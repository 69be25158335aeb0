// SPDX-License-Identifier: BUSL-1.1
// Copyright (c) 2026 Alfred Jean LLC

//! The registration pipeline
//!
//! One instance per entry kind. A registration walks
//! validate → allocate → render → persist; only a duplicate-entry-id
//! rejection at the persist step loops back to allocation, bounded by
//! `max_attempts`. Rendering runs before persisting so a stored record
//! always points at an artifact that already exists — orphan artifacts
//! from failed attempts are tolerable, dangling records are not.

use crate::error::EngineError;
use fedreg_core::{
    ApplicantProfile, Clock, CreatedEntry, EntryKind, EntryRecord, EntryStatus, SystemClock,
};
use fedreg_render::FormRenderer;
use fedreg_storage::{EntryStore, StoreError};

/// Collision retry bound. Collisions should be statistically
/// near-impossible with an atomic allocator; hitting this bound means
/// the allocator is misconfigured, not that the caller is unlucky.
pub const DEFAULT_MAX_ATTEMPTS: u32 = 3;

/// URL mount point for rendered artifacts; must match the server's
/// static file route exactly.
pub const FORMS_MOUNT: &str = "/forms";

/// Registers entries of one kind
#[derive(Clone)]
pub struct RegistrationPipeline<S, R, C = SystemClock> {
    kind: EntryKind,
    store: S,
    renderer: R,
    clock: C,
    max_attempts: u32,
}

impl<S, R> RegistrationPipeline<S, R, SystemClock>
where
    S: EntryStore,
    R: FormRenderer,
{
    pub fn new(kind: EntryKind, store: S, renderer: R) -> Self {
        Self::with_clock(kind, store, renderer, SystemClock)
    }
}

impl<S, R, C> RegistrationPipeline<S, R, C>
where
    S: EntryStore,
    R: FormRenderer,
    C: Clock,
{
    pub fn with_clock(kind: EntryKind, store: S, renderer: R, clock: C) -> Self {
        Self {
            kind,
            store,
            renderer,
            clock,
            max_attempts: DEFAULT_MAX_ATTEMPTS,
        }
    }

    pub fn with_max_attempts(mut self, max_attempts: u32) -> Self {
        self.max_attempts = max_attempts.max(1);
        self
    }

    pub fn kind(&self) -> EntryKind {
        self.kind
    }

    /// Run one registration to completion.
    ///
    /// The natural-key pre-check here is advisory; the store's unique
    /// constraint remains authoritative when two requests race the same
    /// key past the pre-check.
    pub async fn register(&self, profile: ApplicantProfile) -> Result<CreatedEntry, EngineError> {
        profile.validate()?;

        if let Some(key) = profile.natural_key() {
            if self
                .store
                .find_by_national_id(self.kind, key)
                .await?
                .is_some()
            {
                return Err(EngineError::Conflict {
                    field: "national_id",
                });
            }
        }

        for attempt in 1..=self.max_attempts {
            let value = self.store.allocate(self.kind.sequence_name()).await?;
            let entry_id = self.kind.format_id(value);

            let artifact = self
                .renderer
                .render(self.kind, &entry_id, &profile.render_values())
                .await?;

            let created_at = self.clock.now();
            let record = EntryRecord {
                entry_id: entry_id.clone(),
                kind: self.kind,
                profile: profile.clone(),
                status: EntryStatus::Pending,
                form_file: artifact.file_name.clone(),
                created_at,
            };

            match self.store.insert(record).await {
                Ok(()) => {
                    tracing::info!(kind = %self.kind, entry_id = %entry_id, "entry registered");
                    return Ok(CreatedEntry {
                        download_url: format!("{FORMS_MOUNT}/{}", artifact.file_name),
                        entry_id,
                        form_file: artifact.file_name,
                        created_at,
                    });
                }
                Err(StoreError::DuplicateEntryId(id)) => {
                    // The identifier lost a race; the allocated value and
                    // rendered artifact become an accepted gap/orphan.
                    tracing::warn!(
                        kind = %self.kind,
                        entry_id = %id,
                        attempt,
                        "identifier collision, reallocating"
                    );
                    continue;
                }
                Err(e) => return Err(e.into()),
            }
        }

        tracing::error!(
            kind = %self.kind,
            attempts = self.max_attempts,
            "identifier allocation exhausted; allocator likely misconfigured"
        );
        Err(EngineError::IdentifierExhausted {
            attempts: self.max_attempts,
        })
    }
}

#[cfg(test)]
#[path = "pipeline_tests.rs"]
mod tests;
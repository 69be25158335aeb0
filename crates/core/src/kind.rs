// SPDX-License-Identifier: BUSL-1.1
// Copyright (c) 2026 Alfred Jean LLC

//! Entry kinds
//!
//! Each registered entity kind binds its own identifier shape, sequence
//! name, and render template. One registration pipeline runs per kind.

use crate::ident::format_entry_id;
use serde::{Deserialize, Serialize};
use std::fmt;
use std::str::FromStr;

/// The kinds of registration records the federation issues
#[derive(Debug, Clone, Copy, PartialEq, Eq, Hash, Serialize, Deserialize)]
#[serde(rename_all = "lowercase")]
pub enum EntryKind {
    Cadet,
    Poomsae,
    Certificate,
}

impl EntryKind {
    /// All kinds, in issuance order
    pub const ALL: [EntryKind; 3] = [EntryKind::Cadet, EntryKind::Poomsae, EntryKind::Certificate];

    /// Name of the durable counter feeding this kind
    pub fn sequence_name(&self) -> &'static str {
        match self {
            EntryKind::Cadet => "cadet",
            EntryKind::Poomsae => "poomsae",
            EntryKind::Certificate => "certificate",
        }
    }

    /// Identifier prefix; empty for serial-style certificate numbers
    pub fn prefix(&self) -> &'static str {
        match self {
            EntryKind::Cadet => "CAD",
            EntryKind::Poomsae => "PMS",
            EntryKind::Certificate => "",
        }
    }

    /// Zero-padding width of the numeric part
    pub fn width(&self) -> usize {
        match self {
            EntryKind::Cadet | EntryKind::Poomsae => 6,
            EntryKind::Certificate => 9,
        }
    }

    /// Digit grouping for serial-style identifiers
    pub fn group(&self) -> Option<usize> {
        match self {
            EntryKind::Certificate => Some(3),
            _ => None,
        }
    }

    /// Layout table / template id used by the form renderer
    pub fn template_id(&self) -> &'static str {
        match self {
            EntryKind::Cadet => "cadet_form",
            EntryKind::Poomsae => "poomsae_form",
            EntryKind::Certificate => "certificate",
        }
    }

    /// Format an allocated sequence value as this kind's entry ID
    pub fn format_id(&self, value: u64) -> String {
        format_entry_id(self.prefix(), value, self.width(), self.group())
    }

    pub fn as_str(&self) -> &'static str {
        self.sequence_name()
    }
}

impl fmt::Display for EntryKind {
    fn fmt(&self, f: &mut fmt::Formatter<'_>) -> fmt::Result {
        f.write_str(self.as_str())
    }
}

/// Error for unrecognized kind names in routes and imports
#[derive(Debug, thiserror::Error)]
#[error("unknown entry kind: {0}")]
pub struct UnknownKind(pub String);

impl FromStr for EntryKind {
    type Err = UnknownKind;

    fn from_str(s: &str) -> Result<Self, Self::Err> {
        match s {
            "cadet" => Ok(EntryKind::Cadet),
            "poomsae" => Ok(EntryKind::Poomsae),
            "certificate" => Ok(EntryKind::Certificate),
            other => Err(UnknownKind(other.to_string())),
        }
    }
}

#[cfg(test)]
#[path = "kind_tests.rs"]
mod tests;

==============================

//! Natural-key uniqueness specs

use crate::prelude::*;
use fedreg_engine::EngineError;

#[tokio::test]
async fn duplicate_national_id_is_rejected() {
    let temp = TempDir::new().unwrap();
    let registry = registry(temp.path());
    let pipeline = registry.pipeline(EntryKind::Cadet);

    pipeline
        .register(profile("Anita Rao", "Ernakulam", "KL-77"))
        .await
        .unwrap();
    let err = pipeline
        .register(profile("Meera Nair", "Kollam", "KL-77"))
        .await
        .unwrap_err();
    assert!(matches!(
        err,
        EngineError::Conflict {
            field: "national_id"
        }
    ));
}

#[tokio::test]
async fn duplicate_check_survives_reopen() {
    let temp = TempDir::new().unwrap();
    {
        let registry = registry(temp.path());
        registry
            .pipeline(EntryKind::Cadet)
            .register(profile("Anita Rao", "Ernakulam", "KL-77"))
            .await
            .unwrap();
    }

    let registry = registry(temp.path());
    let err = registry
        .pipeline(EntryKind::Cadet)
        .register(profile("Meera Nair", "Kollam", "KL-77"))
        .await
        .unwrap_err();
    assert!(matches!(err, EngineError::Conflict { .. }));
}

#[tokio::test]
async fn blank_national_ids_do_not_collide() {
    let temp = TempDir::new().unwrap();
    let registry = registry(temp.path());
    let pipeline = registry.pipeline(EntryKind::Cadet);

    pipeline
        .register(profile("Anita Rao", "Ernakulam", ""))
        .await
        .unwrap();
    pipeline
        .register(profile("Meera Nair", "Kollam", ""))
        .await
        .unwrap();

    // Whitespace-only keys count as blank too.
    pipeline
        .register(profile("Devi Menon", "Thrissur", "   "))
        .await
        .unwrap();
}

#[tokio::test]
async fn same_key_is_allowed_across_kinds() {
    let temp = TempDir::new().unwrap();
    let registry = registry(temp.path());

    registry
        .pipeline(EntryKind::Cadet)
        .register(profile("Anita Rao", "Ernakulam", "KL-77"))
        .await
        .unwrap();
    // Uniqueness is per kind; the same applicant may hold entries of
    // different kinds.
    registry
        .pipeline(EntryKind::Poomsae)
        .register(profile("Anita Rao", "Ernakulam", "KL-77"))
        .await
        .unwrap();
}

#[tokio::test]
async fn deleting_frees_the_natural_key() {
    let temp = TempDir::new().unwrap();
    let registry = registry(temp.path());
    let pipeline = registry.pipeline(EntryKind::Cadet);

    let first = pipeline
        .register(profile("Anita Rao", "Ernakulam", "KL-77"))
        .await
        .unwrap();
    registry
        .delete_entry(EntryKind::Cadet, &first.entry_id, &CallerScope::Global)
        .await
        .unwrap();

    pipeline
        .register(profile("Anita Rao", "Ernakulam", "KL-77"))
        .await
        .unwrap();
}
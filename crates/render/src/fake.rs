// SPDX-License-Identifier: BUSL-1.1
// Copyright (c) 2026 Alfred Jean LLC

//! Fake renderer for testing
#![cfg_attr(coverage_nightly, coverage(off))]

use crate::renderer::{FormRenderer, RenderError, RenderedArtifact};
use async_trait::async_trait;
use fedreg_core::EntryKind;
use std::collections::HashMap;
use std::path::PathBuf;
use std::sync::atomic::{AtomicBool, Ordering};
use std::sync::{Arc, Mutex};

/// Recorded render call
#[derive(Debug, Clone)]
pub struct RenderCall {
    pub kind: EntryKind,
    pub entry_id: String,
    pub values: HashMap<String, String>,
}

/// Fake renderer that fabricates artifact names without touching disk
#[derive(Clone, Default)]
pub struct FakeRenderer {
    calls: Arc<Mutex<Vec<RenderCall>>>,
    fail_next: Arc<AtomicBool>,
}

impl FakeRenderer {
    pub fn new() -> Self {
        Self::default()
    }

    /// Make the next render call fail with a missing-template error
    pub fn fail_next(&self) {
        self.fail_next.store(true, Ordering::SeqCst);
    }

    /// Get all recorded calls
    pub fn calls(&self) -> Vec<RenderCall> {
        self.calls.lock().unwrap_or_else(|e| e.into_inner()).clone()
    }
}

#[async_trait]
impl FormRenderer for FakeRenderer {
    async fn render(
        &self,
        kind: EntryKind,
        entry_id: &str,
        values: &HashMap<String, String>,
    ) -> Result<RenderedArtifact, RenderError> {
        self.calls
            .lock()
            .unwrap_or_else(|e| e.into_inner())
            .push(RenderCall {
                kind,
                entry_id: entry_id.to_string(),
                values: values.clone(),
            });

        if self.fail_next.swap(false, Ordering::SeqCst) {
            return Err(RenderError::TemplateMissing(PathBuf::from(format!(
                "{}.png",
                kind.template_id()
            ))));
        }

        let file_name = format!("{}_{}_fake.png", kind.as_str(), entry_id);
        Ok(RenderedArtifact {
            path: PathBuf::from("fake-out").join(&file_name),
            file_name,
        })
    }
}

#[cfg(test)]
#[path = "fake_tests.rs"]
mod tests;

==============================

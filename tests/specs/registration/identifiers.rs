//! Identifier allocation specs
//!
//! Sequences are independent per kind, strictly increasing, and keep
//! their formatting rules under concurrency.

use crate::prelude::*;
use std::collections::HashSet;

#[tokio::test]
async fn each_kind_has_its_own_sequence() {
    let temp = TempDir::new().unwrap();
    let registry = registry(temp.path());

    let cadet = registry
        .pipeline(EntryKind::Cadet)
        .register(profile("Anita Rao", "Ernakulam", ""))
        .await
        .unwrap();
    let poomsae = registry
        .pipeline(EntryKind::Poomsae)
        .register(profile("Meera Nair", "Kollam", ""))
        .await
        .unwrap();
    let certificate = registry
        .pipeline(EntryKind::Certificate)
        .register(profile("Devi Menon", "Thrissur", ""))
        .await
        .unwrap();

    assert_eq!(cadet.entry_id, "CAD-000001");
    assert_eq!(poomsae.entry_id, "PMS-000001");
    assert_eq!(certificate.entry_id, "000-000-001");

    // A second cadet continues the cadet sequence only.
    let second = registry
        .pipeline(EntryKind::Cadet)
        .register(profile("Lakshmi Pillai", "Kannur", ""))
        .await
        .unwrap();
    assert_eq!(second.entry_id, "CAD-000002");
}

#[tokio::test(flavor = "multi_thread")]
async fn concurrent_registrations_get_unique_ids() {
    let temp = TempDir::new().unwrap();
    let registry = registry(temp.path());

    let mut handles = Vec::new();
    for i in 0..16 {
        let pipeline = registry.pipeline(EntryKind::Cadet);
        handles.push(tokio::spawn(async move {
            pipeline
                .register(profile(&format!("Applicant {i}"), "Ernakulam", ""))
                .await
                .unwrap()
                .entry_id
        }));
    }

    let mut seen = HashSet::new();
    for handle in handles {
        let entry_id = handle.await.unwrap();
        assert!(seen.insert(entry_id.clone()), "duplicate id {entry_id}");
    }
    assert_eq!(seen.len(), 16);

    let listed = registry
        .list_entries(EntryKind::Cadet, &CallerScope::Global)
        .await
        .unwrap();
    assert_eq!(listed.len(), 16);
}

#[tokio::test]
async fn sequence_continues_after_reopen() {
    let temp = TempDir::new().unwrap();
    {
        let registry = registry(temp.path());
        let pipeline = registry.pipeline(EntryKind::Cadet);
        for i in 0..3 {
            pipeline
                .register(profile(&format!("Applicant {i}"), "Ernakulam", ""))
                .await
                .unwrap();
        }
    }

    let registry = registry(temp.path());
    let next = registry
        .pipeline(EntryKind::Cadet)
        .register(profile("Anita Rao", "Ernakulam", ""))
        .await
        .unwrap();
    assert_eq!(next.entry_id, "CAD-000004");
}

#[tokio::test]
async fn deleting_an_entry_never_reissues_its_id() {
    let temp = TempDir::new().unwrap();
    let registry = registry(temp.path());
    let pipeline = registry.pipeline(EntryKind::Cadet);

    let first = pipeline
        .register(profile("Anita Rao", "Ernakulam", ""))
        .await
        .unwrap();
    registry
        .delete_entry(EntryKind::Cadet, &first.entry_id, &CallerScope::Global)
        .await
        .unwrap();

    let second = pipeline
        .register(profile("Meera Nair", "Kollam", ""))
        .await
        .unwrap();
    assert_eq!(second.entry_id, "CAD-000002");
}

==============================

* _WHAT TO DO_
Look through the records above for the string "impl", then copy every line that has it.

* _THE COMPLETED TASK_
impl<S, R> RegistrationPipeline<S, R, SystemClock>
impl<S, R, C> RegistrationPipeline<S, R, C>
impl EntryKind {
impl fmt::Display for EntryKind {
impl FromStr for EntryKind {
impl FakeRenderer {
impl FormRenderer for FakeRenderer {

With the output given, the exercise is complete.